Hey I am trying to write a test where I am asserti...
# hamilton-help
j
Hey I am trying to write a test where I am asserting the pipeline upstream
Copy code
import extractors.pdf as pdf
from hamilton import driver


def test_pdf_extractor_pipeline():
    dr = driver.Builder().with_modules(pdf).build()
    upstream = dr.what_is_upstream_of('read_pdf')

    assert [node.name for node in upstream] == [ 
        'filepath',
        'read_pdf',
        'read_pdf_from_disk'
    ]
but the list coming from
what_is_upstream_of
keeps changing in order for example one time it would say
['read_pdf', 'read_pdf_from_disk', 'filepath']
and another
['read_pdf', 'filepath', 'read_pdf_from_disk']
while I can get the test to pass by forcing an order itself, but I was expecting the function
what_is_upstream_of
to be consistent in what it provides
👀 1
s
Hi @Jay it’s a python thing in how we’re constructing and then walking the graph. I would put that into a
set()
and evaluate on that, so something like:
Copy code
def test_pdf_extractor_pipeline():
    dr = driver.Builder().with_modules(pdf).build()
    upstream = dr.what_is_upstream_of('read_pdf')

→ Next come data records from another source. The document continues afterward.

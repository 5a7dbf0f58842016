//! Error numbers crossing the user/kernel boundary

use thiserror::Error;

use crate::memory::MapError;

/// Errors returned from system calls as negative values
#[derive(Debug, Clone, Copy, PartialEq, Eq, Error)]
pub enum Errno {
    #[error("no such process")]
    NoSuchProcess = 3,
    #[error("interrupted system call")]
    Interrupted = 4,
    #[error("exec format error")]
    NotExecutable = 8,
    #[error("bad handle")]
    BadHandle = 9,
    #[error("no child processes")]
    NoChild = 10,
    #[error("resource temporarily unavailable")]
    Again = 11,
    #[error("out of memory")]
    NoMemory = 12,
    #[error("bad address")]
    Fault = 14,
    #[error("address already in use")]
    Exists = 17,
    #[error("invalid argument")]
    InvalidArgument = 22,
    #[error("no such file or directory")]
    NoEntry = 2,
    #[error("function not implemented")]
    NoSys = 38,
}

impl Errno {
    /// The negative value placed in rax on error
    pub fn as_return_value(self) -> i64 {
        -(self as i64)
    }
}

impl From<MapError> for Errno {
    fn from(error: MapError) -> Errno {
        match error {
            MapError::AddressInUse => Errno::Exists,
            MapError::InvalidRange => Errno::Fault,
            MapError::OutOfMemory => Errno::NoMemory,
        }
    }
}

impl From<crate::elf::ExecError> for Errno {
    fn from(error: crate::elf::ExecError) -> Errno {
        match error {
            crate::elf::ExecError::InvalidImage => Errno::NotExecutable,
            crate::elf::ExecError::LinkerNotFound => Errno::NotExecutable,
            crate::elf::ExecError::Memory(e) => e.into(),
        }
    }
}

    assert set([node.name for node in upstream]) == set([ 
        'filepath',
        'read_pdf',
        'read_pdf_from_disk'
    ])
or alternatively, you sort the lists and compare it that way.
👍 1
j
yes, that can be done but I was more concerned about the nodes not being in order since its constructing the information from a directed graph it should ideally never be not in the same order, it could just be a python thing
e
Chiming in — the order comes from a traversal order, which I would argue isn’t specific enough to imply order in the contract. That said, it’s a fairly complicated API design qutsion whether or not things functions should return order always or allow a more unordered approach.
FWIW in this case its due to the type
set
, so it is a python thing. Sets have never made guarentees about stabiliity (and thus order) — unlike dicts (I think).
j
just exploring the code, at least from what I can understand the function
directional_dfs_traverse
https://github.com/DAGWorks-Inc/hamilton/blob/2c1eb9a0c3c7b26162893ee016503bd817b1776a/hamilton/graph.py#L1005 uses set to accumulate
nodes
that is probably why that happens, and @Elijah Ben Izzy that is fair enough it was just an expectation in my head since its some sort of execution graph somewhere, I will use set for now and move ahead. Thanks for getting back so soon 🙂
👍 1
e
Yep! Definitely a good question 🙂
gratitude thank you 1
j
I am guessing the set is used mostly to make sure the node is mentioned only once, for example in scenarios like
Copy code
a -> b ->c
a -> c
where a is connected to both b and c and probably other similar scenarios
e
Yeah, set has two purposes: 1. Exactly as you said. That said, it could always be converted after uniquifying, that’s a bit of a implementation detail 2. It indicates the type of operations. The order wouldn’t imply much TBH, but what you’ll really want is (1) enumerate (just give all of them), and (2) query (see if something is in it). I think set is a clean way to do both of those?
👍 2
j
yes
set
does solve both of the use cases
I was just trying to use the function for a different use case than what it was meant for 🙂
e
Meaning testing? I think the set or ordering solution is good there 🙂
👍 1